Speaker Embedding Informed Audiovisual Active Speaker Detection for Egocentric Recordings
Jason Clarke, Yoshihiko Gotoh, Stefan Goetze
TL;DR
The paper tackles audiovisual active speaker detection in egocentric recordings, where visual cues are often unreliable due to occlusions and motion. It introduces SCAN, a cross-attention module that compares speaker embeddings from reference speech and the candidate audio to disambiguate speaking-active frames, and complements this with a self-supervised VBFR-based method to enroll robust identity-speech libraries. The dual contributions—SCAN and self-supervised identity-library generation—yield substantial improvements on the Ego4D dataset (and smaller yet meaningful gains on AVA-ActiveSpeaker) when integrated with existing baselines like TalkNet and Light-ASD, narrowing the gap to state-of-the-art performance in challenging wearable-camera scenarios. Overall, the approach enhances robustness and speaker attribution in egocentric ASD, with practical implications for diarisation and real-time speaker tracking in mobile and wearable settings.
Abstract
Audiovisual active speaker detection (ASD) addresses the task of determining the speech activity of a candidate speaker given acoustic and visual data. Typically, systems model the temporal correspondence of audiovisual cues, such as the synchronisation between speech and lip movement. Recent work has explored extending this paradigm by additionally leveraging speaker embeddings extracted from candidate speaker reference speech.

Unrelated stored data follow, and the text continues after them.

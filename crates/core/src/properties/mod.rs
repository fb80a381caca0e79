//! Properties module - listings, equity terms and the filter/sort pipeline.

mod properties_filter;
mod properties_model;
mod properties_service;
mod properties_traits;

pub use properties_filter::apply_filter;
pub use properties_model::{
    EquityTerms, NewProperty, Property, PropertyFilter, PropertyKind, PropertySort,
    PropertyStatus, PropertyUpdate,
};
pub use properties_service::PropertyService;
pub use properties_traits::{PropertyRepositoryTrait, PropertyServiceTrait};
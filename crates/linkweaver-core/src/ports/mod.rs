//! Ports - 抽象化レイヤー
//!
//! このモジュールは Hexagonal Architecture の「ポート」を定義します。
//! 各 trait は外部システム（永続ストア、分類サービス、時刻）への
//! インターフェースを提供し、実装の詳細を隠蔽します。
//!
//! # 設計原則
//! - ストアが唯一の正本。エンティティの状態を呼び出しをまたいでキャッシュしない
//! - ワーカー間の協調はストアの条件付き書き込みだけで行う

pub mod classifier;
pub mod clock;
pub mod id_generator;
pub mod store;

pub use self::classifier::{Classifier, ClassifyError};
pub use self::clock::{Clock, FixedClock, SystemClock};
pub use self::id_generator::{IdGenerator, UlidGenerator};
pub use self::store::{DocumentStore, LinkStore, Store, StoreError, TaskStore};
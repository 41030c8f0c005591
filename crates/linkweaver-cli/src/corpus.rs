//! Corpus import (JSON)

use std::path::Path;

use anyhow::{Context, Result};
use chrono::{DateTime, Utc};
use serde::Deserialize;

use linkweaver_core::domain::{Document, DocumentId};

/// One record of the import file. `slug` falls back to a slugified `name`.
#[derive(Debug, Deserialize)]
pub struct CorpusRecord {
    pub id: i64,
    pub name: String,
    #[serde(default)]
    pub slug: Option<String>,
    #[serde(default)]
    pub content: Option<String>,
}

impl CorpusRecord {
    pub fn into_document(self, now: DateTime<Utc>) -> Document {
        let slug = self
            .slug
            .filter(|s| !s.trim().is_empty())
            .unwrap_or_else(|| slugify(&self.name));
        Document::new(DocumentId(self.id), self.name, slug, self.content, now)
    }
}

pub fn read_corpus(path: &Path) -> Result<Vec<CorpusRecord>> {
    let raw = std::fs::read_to_string(path)
        .with_context(|| format!("failed to read corpus file {}", path.display()))?;
    serde_json::from_str(&raw)
        .with_context(|| format!("corpus file {} is not a JSON array of documents", path.display()))
}

/// Lowercase ASCII alphanumerics joined by single dashes.
pub fn slugify(name: &str) -> String {
    let mut slug = String::with_capacity(name.len());
    for c in name.chars() {
        if c.is_ascii_alphanumeric() {
            slug.push(c.to_ascii_lowercase());
        } else if !slug.is_empty() && !slug.ends_with('-') {
            slug.push('-');
        }
    }
    while slug.ends_with('-') {
        slug.pop();
    }
    slug
}
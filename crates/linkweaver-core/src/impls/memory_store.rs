//! InMemoryStore - 開発用・テスト用の正本
//!
//! # 実装詳細
//! - 3 つのコレクションを 1 つの `tokio::sync::Mutex` で守る
//! - `claim` はロックを握ったまま「status を見て書き換える」ので
//!   同一プロセス内ではアトミック
//! - Vec は挿入順 = 作成順として扱う
//!
//! 複数プロセスでワーカーを動かす場合は使えません（`linkweaver-sqlite` を使う）。

use async_trait::async_trait;
use chrono::{DateTime, Utc};
use tokio::sync::Mutex;

use crate::domain::link::listing_order;
use crate::domain::{
    AnalysisTask, Document, DocumentId, LinkCandidate, LinkFilter, LinkId, LinkStatus,
    TaskCounts, TaskId, TaskStatus,
};
use crate::ports::{DocumentStore, LinkStore, StoreError, TaskStore};

#[derive(Debug, Default)]
struct State {
    documents: Vec<Document>,
    tasks: Vec<AnalysisTask>,
    links: Vec<LinkCandidate>,
}

impl State {
    fn task_mut(&mut self, id: TaskId) -> Result<&mut AnalysisTask, StoreError> {
        self.tasks
            .iter_mut()
            .find(|t| t.id == id)
            .ok_or_else(|| StoreError::NotFound {
                entity: "task",
                id: id.to_string(),
            })
    }
}

#[derive(Debug, Default)]
pub struct InMemoryStore {
    state: Mutex<State>,
}

impl InMemoryStore {
    pub fn new() -> Self {
        Self::default()
    }

    /// Seed the corpus in creation order.
    pub fn with_documents(documents: impl IntoIterator<Item = Document>) -> Self {
        Self {
            state: Mutex::new(State {
                documents: documents.into_iter().collect(),
                ..State::default()
            }),
        }
    }
}

#[async_trait]
impl DocumentStore for InMemoryStore {
    async fn get_document(&self, id: DocumentId) -> Result<Option<Document>, StoreError> {
        let state = self.state.lock().await;
        Ok(state.documents.iter().find(|d| d.id == id).cloned())
    }

    async fn list_documents(&self) -> Result<Vec<Document>, StoreError> {
        Ok(self.state.lock().await.documents.clone())
    }

    async fn upsert_document(&self, document: Document) -> Result<(), StoreError> {
        let mut state = self.state.lock().await;
        match state.documents.iter_mut().find(|d| d.id == document.id) {
            Some(existing) => {
                let created_at = existing.created_at;
                *existing = Document {
                    created_at,
                    ..document
                };
            }
            None => state.documents.push(document),
        }
        Ok(())
    }
}

#[async_trait]
impl TaskStore for InMemoryStore {
    async fn reset_run(&self) -> Result<(), StoreError> {
        let mut state = self.state.lock().await;
        state.tasks.clear();
        state.links.clear();
        Ok(())
    }

    async fn insert_tasks(&self, tasks: Vec<AnalysisTask>) -> Result<(), StoreError> {
        self.state.lock().await.tasks.extend(tasks);
        Ok(())
    }

    async fn next_queued(&self) -> Result<Option<AnalysisTask>, StoreError> {
        let state = self.state.lock().await;
        Ok(state
            .tasks
            .iter()
            .find(|t| t.status == TaskStatus::Queued)
            .cloned())
    }

    async fn claim(&self, id: TaskId, started_at: DateTime<Utc>) -> Result<bool, StoreError> {
        let mut state = self.state.lock().await;
        match state.tasks.iter_mut().find(|t| t.id == id) {
            Some(task) => Ok(task.claim(started_at)),
            None => Ok(false),
        }
    }

    async fn update_progress(
        &self,
        id: TaskId,
        progress: u8,
        at: DateTime<Utc>,
    ) -> Result<(), StoreError> {
        let mut state = self.state.lock().await;
        let task = state.task_mut(id)?;
        if task.status == TaskStatus::Processing {
            task.record_progress(progress, at);
        }
        Ok(())
    }

    async fn complete_task(&self, id: TaskId, at: DateTime<Utc>) -> Result<bool, StoreError> {
        let mut state = self.state.lock().await;
        Ok(state.task_mut(id)?.mark_completed(at))
    }

    async fn fail_task(
        &self,
        id: TaskId,
        error: &str,
        at: DateTime<Utc>,
    ) -> Result<bool, StoreError> {
        let mut state = self.state.lock().await;
        Ok(state.task_mut(id)?.mark_failed(error, at))
    }

    async fn get_task(&self, id: TaskId) -> Result<Option<AnalysisTask>, StoreError> {
        let state = self.state.lock().await;
        Ok(state.tasks.iter().find(|t| t.id == id).cloned())
    }

    async fn task_counts(&self) -> Result<TaskCounts, StoreError> {
        let state = self.state.lock().await;
        Ok(state.tasks.iter().map(|t| t.status).collect())
    }

    async fn recent_tasks(&self, limit: usize) -> Result<Vec<AnalysisTask>, StoreError> {
        let state = self.state.lock().await;
        let mut tasks = state.tasks.clone();
        tasks.sort_by(|a, b| b.updated_at.cmp(&a.updated_at));
        tasks.truncate(limit);
        Ok(tasks)
    }
}

#[async_trait]
impl LinkStore for InMemoryStore {
    async fn link_exists(
        &self,
        source: DocumentId,
        target: DocumentId,
    ) -> Result<bool, StoreError> {
        let state = self.state.lock().await;
        Ok(state
            .links
            .iter()
            .any(|l| l.source_document_id == source && l.target_document_id == target))
    }

    async fn insert_link(&self, link: LinkCandidate) -> Result<bool, StoreError> {
        let mut state = self.state.lock().await;
        let duplicate = state.links.iter().any(|l| {
            l.source_document_id == link.source_document_id
                && l.target_document_id == link.target_document_id
        });
        if duplicate {
            return Ok(false);
        }
        state.links.push(link);
        Ok(true)
    }

    async fn get_link(&self, id: LinkId) -> Result<Option<LinkCandidate>, StoreError> {
        let state = self.state.lock().await;
        Ok(state.links.iter().find(|l| l.id == id).cloned())
    }

    async fn list_links(&self, filter: &LinkFilter) -> Result<Vec<LinkCandidate>, StoreError> {
        let state = self.state.lock().await;
        let mut links: Vec<LinkCandidate> = state
            .links
            .iter()
            .filter(|l| filter.matches(l))
            .cloned()
            .collect();
        links.sort_by(listing_order);
        Ok(links)
    }

    async fn review_links(
        &self,
        ids: &[LinkId],
        status: LinkStatus,
        reviewer: &str,
        at: DateTime<Utc>,
    ) -> Result<usize, StoreError> {
        let mut state = self.state.lock().await;
        let mut updated = 0;
        for link in state.links.iter_mut().filter(|l| ids.contains(&l.id)) {
            link.review(status, reviewer, at);
            updated += 1;
        }
        Ok(updated)
    }
}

This paper proposes the speaker comparison auxiliary network (SCAN) which uses speaker-specific information from both reference speech and the candidate audio signal to disambiguate challenging scenes when the visual signal is unresolvable. Furthermore, an improved method for enrolling face-speaker libraries is developed, which implements a self-supervised approach to video-based face recognition. Fitting with the recent proliferation of wearable devices, this work focuses on improving speaker-embedding-informed ASD in the context of egocentric recordings, which can be characterised by acoustic noise and highly dynamic scenes. SCAN is implemented with two well-established baselines, namely TalkNet and Light-ASD; yielding a relative improvement in mAP of 14.5% and 10.3% on the Ego4D benchmark, respectively.